EXERCISE DATA:
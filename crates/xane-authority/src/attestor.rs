//! Transition signing.
//!
//! The verifier checks one authority signature per transition, over the
//! field sequence built by [`xane_ledger::Transition::attestation_message`].
//! Fields are encoded as
//!
//! ```text
//! "xane:attest:v1:" || count (u64 LE) || field_0 (32 bytes BE) || ...
//! ```
//!
//! and [`Ed25519Attestor`] signs the SHA-256 digest of that encoding.

use ed25519_dalek::{Signature, Signer, SigningKey, Verifier, VerifyingKey};
use sha2::{Digest, Sha256};
use xane_types::constants::ATTESTATION_DOMAIN;
use xane_types::{Field, Result, XaneError};

/// Something that can vouch for a transition.
pub trait Attestor: Send + Sync {
    /// Key the verifier checks signatures against.
    fn public_key(&self) -> [u8; 32];

    /// Sign a message in canonical field order.
    fn sign(&self, message: &[Field]) -> Result<Vec<u8>>;
}

/// Canonical byte encoding of a field message.
#[must_use]
pub fn encode_message(message: &[Field]) -> Vec<u8> {
    let mut payload = Vec::with_capacity(ATTESTATION_DOMAIN.len() + 8 + message.len() * 32);
    payload.extend_from_slice(ATTESTATION_DOMAIN);
    payload.extend_from_slice(&(message.len() as u64).to_le_bytes());
    for field in message {
        payload.extend_from_slice(field.as_bytes());
    }
    payload
}

/// The 32 bytes that are actually signed.
#[must_use]
pub fn message_digest(message: &[Field]) -> [u8; 32] {
    Sha256::digest(encode_message(message)).into()
}

/// Check an attestation against a signer's public key.
///
/// Malformed keys or signatures verify as `false`.
#[must_use]
pub fn verify_attestation(public_key: &[u8; 32], message: &[Field], signature: &[u8]) -> bool {
    let Ok(key) = VerifyingKey::from_bytes(public_key) else {
        return false;
    };
    let Ok(signature) = Signature::from_slice(signature) else {
        return false;
    };
    key.verify(&message_digest(message), &signature).is_ok()
}

/// Ed25519 authority key.
pub struct Ed25519Attestor {
    key: SigningKey,
}

impl Ed25519Attestor {
    #[must_use]
    pub fn from_bytes(secret: &[u8; 32]) -> Self {
        Self {
            key: SigningKey::from_bytes(secret),
        }
    }

    /// Parse a 32-byte secret key from hex (`0x` prefix optional).
    pub fn from_hex(secret_hex: &str) -> Result<Self> {
        let raw = hex::decode(secret_hex.trim().trim_start_matches("0x"))
            .map_err(|e| XaneError::Configuration(format!("signing key is not hex: {e}")))?;
        let secret: [u8; 32] = raw.as_slice().try_into().map_err(|_| {
            XaneError::Configuration(format!("signing key must be 32 bytes, got {}", raw.len()))
        })?;
        Ok(Self::from_bytes(&secret))
    }

    /// Hex of the public key, for logs and operator output.
    #[must_use]
    pub fn public_key_hex(&self) -> String {
        hex::encode(self.public_key())
    }
}

impl std::fmt::Debug for Ed25519Attestor {
    fn fmt(&self, f: &mut std::fmt::Formatter<'_>) -> std::fmt::Result {
        f.debug_struct("Ed25519Attestor")
            .field("public_key", &self.public_key_hex())
            .finish_non_exhaustive()
    }
}

impl Attestor for Ed25519Attestor {
    fn public_key(&self) -> [u8; 32] {
        self.key.verifying_key().to_bytes()
    }

    fn sign(&self, message: &[Field]) -> Result<Vec<u8>> {
        let signature = self.key.sign(&message_digest(message));
        Ok(signature.to_bytes().to_vec())
    }
}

WHAT THE TASK REQUIRES:
Set each line down exactly, beginning at the one containing "pub fn public_key_hex(&self)" and ending at the last line of the material above.

RESULT OF THE EXERCISE:
    pub fn public_key_hex(&self) -> String {
        hex::encode(self.public_key())
    }
}

impl std::fmt::Debug for Ed25519Attestor {
    fn fmt(&self, f: &mut std::fmt::Formatter<'_>) -> std::fmt::Result {
        f.debug_struct("Ed25519Attestor")
            .field("public_key", &self.public_key_hex())
            .finish_non_exhaustive()
    }
}

impl Attestor for Ed25519Attestor {
    fn public_key(&self) -> [u8; 32] {
        self.key.verifying_key().to_bytes()
    }

    fn sign(&self, message: &[Field]) -> Result<Vec<u8>> {
        let signature = self.key.sign(&message_digest(message));
        Ok(signature.to_bytes().to_vec())
    }
}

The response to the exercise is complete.